During their research on pain disorders, Pfizer’s Cambridge team experimented on human sensory neurons. These cell models can be generated by directed differentiation of pluripotent stem cells. In order to assess what proportion of cells had successfully differentiated into neurons, and to further classify them into more specific neuronal subtypes, researchers use single-cell RNA sequencing – a technique that allows profiling cell-to-cell variability on the genomic level.
Differentiating between technical noise and true biological variability is a key issue in single-cell RNA-sequencing analysis. Normalization methods and bioinformatic tools commonly used for bulk RNA-seq have been shown to have difficulty handling the high cell-to-cell variability. One solution is to add, or ‘spike-in’, a known amount of specific RNA transcripts to quantify technical noise. Computational techniques for dealing with this sort of data are known (Brennecke et al, 2013), however, no good solution existed for spike-in-free datasets.

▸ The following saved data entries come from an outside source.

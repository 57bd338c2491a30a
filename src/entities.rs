//! All game entity types: plain data plus bounding-box accessors.
//!
//! Behaviour lives in `compute`; drawing lives in `display`.

use crate::config::GameConfig;

// ── Geometry ──────────────────────────────────────────────────────────────────

/// Axis-aligned rectangle in playfield coordinates (origin top-left).
#[derive(Clone, Copy, Debug, PartialEq)]
pub struct Rect {
    pub x: f64,
    pub y: f64,
    pub width: f64,
    pub height: f64,
}

impl Rect {
    pub fn new(x: f64, y: f64, width: f64, height: f64) -> Self {
        Self {
            x,
            y,
            width: width.max(0.0),
            height: height.max(0.0),
        }
    }

    /// Strict AABB overlap: touching edges do not count.
    pub fn intersects(&self, other: &Rect) -> bool {
        self.x < other.x + other.width
            && self.x + self.width > other.x
            && self.y < other.y + other.height
            && self.y + self.height > other.y
    }
}

// ── Enumerations ──────────────────────────────────────────────────────────────

#[derive(Clone, Copy, Debug, PartialEq, Eq, Hash)]
pub enum EnemyKind {
    Angler1,
}

#[derive(Clone, Copy, Debug, PartialEq, Eq)]
pub enum GameStatus {
    Running,
    /// Terminal; reached either by running out of time or by passing the
    /// winning score.
    Over,
}

/// Which way an `Over` session went; derived from the score, never stored.
#[derive(Clone, Copy, Debug, PartialEq, Eq)]
pub enum Outcome {
    Win,
    Lose,
}

// ── Projectiles ───────────────────────────────────────────────────────────────

pub const PROJECTILE_WIDTH: f64 = 10.0;
pub const PROJECTILE_HEIGHT: f64 = 3.0;
pub const PROJECTILE_SPEED: f64 = 3.0;

#[derive(Clone, Debug, PartialEq)]
pub struct Projectile {
    pub x: f64,
    pub y: f64,
    pub width: f64,
    pub height: f64,
    pub speed: f64,
    pub marked_for_deletion: bool,
}

impl Projectile {
    pub fn new(x: f64, y: f64) -> Self {
        Self {
            x,
            y,
            width: PROJECTILE_WIDTH,
            height: PROJECTILE_HEIGHT,
            speed: PROJECTILE_SPEED,
            marked_for_deletion: false,
        }
    }

    pub fn bounds(&self) -> Rect {
        Rect::new(self.x, self.y, self.width, self.height)
    }
}

// ── Player & enemy ────────────────────────────────────────────────────────────

pub const PLAYER_WIDTH: f64 = 120.0;
pub const PLAYER_HEIGHT: f64 = 190.0;
pub const PLAYER_START_X: f64 = 20.0;
pub const PLAYER_START_Y: f64 = 100.0;
pub const PLAYER_MAX_SPEED: f64 = 3.0;

/// Muzzle position relative to the player's origin.
pub const MUZZLE_OFFSET_X: f64 = 80.0;
pub const MUZZLE_OFFSET_Y: f64 = 30.0;

#[derive(Clone, Debug, PartialEq)]
pub struct Player {
    pub x: f64,
    pub y: f64,
    pub width: f64,
    pub height: f64,
    /// Vertical velocity applied on the last update (negative = up).
    pub speed_y: f64,
    pub max_speed: f64,
    pub projectiles: Vec<Projectile>,
}

impl Player {
    pub fn new() -> Self {
        Self {
            x: PLAYER_START_X,
            y: PLAYER_START_Y,
            width: PLAYER_WIDTH,
            height: PLAYER_HEIGHT,
            speed_y: 0.0,
            max_speed: PLAYER_MAX_SPEED,
            projectiles: Vec::new(),
        }
    }

    pub fn bounds(&self) -> Rect {
        Rect::new(self.x, self.y, self.width, self.height)
    }
}

impl Default for Player {
    fn default() -> Self {
        Self::new()
    }
}

pub const ENEMY_LIVES: i32 = 5;

#[derive(Clone, Debug, PartialEq)]
pub struct Enemy {
    pub kind: EnemyKind,
    pub x: f64,
    pub y: f64,
    pub width: f64,
    pub height: f64,
    /// Horizontal velocity per update; always negative (leftward).
    pub speed_x: f64,
    /// May go below zero when several projectiles land in the same frame.
    pub lives: i32,
    /// Points credited on destruction, fixed at spawn.
    pub score: u32,
    pub marked_for_deletion: bool,
}

impl Enemy {
    pub fn bounds(&self) -> Rect {
        Rect::new(self.x, self.y, self.width, self.height)
    }
}

// ── Master game state ─────────────────────────────────────────────────────────

/// The entire session state.  Exactly one `Player`; enemies and timers are
/// mutated in place by `compute::update`.
#[derive(Clone, Debug)]
pub struct GameState {
    pub width: f64,
    pub height: f64,
    pub player: Player,
    pub enemies: Vec<Enemy>,
    pub enemy_timer: f64,
    pub enemy_interval: f64,
    pub ammo: u32,
    pub max_ammo: u32,
    pub ammo_timer: f64,
    pub ammo_interval: f64,
    pub status: GameStatus,
    pub score: u32,
    pub winning_score: u32,
    /// Milliseconds of play accumulated while `Running`.
    pub game_time: f64,
    pub time_limit: f64,
}

impl GameState {
    pub fn new(config: &GameConfig) -> Self {
        Self {
            width: config.width,
            height: config.height,
            player: Player::new(),
            enemies: Vec::new(),
            enemy_timer: 0.0,
            enemy_interval: config.enemy_interval,
            ammo: config.starting_ammo,
            max_ammo: config.max_ammo,
            ammo_timer: 0.0,
            ammo_interval: config.ammo_interval,
            status: GameStatus::Running,
            score: 0,
            winning_score: config.winning_score,
            game_time: 0.0,
            time_limit: config.time_limit,
        }
    }

    pub fn is_over(&self) -> bool {
        self.status == GameStatus::Over
    }

    /// Win iff the score passed the winning score; meaningful once `Over`.
    pub fn outcome(&self) -> Outcome {
        if self.score > self.winning_score {
            Outcome::Win
        } else {
            Outcome::Lose
        }
    }
}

Pfizer turned to Genestack to develop a solution for processing and analysing such data in an intuitive and visual manner.
Our team tackled this challenge by developing two custom applications that run on the Genestack platform: Single-Cell Analyser and Single-Cell Visualiser application.
Firstly, the Single-Cell Analyser application uses two noise models: the Brennecke et al (2013) model and a custom-developed novel approach for analysis of spike-in free datasets, to identify a set of genes showing significant biological variability across the cells, and then group them into clusters with similar gene expression patterns.
The Single-Cell Visualiser application provides interactive visualizations to explore these clusters. The app utilises both: industry standard methods, such as PCA, as well as new tools, such as the t-SNE algorithm, which is better suited for segregating clusters of samples with similar gene expression patterns in the presence of technical noise. Genestack's Single Cell Analyser and Visualiser have one more important feature–an improved effective way of automating cluster identification. Previously, automatic cluster identification was done in the visualiser by cutting the heatmap dendrogram at a fixed number of nodes. Using the new method, it is possible to divide cells into clusters using a well-known k-means algorithm. This time each cell will be assigned to a parental cluster based on its gene expression profile. Moreover, the algorithm allows you to determine the optimal cluster number using the "elbow method".
By combining t-SNE algorithm with the k-means clustering algorithm user can easily perform both: sample visualisation and automated cell classification into cell subpopulations:
The new approach results in a better separation of known cell types and is able to reveal cell subpopulations that could not be identified using standard PCA. Here is what it would look like if the visualisation was performed using PCA:
And here is what it would look like if we used dendrogram cutting instead of the k-means algorithm:
Both applications are fully integrated into Genestack which ensures data provenance and in-depth metadata management. This also means they can be used seamlessly with results generated from all the other apps available on our platform.